===== MATERIAL SUPPLIED =====

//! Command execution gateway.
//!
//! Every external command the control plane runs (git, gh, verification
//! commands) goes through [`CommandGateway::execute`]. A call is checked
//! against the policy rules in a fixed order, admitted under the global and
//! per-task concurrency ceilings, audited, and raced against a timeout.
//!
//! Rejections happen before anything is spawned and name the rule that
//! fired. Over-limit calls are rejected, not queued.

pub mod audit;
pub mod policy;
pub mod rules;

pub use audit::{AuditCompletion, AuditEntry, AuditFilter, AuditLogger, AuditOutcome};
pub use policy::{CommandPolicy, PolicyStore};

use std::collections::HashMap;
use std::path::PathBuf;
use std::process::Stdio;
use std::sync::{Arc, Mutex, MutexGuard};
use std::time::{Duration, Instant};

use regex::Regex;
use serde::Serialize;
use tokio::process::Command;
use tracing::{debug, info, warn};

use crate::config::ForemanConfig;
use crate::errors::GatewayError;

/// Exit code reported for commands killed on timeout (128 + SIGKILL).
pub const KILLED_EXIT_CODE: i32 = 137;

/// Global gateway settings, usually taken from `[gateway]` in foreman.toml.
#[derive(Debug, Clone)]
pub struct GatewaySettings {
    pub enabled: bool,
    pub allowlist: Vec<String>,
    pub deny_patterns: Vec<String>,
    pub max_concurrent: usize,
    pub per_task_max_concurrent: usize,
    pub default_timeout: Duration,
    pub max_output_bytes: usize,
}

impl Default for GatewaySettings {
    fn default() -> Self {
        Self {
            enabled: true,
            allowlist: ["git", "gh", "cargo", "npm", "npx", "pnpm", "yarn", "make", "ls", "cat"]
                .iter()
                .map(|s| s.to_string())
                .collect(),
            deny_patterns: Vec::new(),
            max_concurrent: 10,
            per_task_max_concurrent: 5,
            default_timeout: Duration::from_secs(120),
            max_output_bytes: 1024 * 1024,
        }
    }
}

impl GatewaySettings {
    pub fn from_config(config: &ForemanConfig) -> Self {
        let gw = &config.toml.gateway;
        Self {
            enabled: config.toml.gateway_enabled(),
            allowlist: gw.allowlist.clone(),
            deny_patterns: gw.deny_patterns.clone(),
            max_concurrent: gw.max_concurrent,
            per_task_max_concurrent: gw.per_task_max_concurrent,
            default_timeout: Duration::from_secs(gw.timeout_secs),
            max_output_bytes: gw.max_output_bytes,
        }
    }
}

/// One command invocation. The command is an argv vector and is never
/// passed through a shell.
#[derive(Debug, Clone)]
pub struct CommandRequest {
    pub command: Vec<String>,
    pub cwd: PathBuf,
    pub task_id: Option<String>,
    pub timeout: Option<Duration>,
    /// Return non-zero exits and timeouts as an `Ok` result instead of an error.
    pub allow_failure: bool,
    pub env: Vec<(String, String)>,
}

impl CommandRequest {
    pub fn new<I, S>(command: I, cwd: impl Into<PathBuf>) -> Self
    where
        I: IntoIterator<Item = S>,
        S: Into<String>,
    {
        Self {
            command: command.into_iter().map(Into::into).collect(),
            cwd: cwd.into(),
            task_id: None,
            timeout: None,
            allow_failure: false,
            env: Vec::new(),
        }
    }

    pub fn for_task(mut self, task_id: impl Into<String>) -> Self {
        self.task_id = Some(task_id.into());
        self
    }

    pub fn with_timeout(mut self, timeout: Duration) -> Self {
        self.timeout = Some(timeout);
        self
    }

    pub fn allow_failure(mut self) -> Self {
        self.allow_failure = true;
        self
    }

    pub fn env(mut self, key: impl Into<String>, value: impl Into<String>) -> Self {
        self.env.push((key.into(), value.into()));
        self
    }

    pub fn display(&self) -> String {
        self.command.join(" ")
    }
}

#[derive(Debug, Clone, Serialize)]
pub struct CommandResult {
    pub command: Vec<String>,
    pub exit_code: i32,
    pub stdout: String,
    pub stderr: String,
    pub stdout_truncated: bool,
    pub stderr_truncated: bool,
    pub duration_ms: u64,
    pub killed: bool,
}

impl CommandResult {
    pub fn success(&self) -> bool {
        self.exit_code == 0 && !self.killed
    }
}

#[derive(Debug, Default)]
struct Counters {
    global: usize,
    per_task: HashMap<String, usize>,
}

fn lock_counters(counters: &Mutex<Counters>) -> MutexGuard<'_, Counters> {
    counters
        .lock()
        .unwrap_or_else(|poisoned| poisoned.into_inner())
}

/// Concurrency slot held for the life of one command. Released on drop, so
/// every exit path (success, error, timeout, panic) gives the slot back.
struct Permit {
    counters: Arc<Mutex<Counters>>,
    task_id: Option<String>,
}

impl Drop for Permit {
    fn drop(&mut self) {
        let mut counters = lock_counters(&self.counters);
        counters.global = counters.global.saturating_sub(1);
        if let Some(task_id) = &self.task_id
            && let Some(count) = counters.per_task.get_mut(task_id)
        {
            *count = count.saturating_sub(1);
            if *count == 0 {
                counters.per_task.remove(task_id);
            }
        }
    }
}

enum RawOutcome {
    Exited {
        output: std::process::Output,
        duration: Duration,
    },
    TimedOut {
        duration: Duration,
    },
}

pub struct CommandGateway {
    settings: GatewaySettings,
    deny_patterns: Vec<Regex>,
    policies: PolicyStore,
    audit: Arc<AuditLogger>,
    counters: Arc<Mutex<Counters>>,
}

=====

TASK DIRECTIONS = Working from the material above, retype exactly the lines from the one with "pub const KILLED_EXIT_CODE: i32 = 137;" through the one with "max_output_bytes: 1024 *", both included, and only those lines.

RESPONSE TO THIS EXERCISE =
pub const KILLED_EXIT_CODE: i32 = 137;

/// Global gateway settings, usually taken from `[gateway]` in foreman.toml.
#[derive(Debug, Clone)]
pub struct GatewaySettings {
    pub enabled: bool,
    pub allowlist: Vec<String>,
    pub deny_patterns: Vec<String>,
    pub max_concurrent: usize,
    pub per_task_max_concurrent: usize,
    pub default_timeout: Duration,
    pub max_output_bytes: usize,
}

impl Default for GatewaySettings {
    fn default() -> Self {
        Self {
            enabled: true,
            allowlist: ["git", "gh", "cargo", "npm", "npx", "pnpm", "yarn", "make", "ls", "cat"]
                .iter()
                .map(|s| s.to_string())
                .collect(),
            deny_patterns: Vec::new(),
            max_concurrent: 10,
            per_task_max_concurrent: 5,
            default_timeout: Duration::from_secs(120),
            max_output_bytes: 1024 * 1024,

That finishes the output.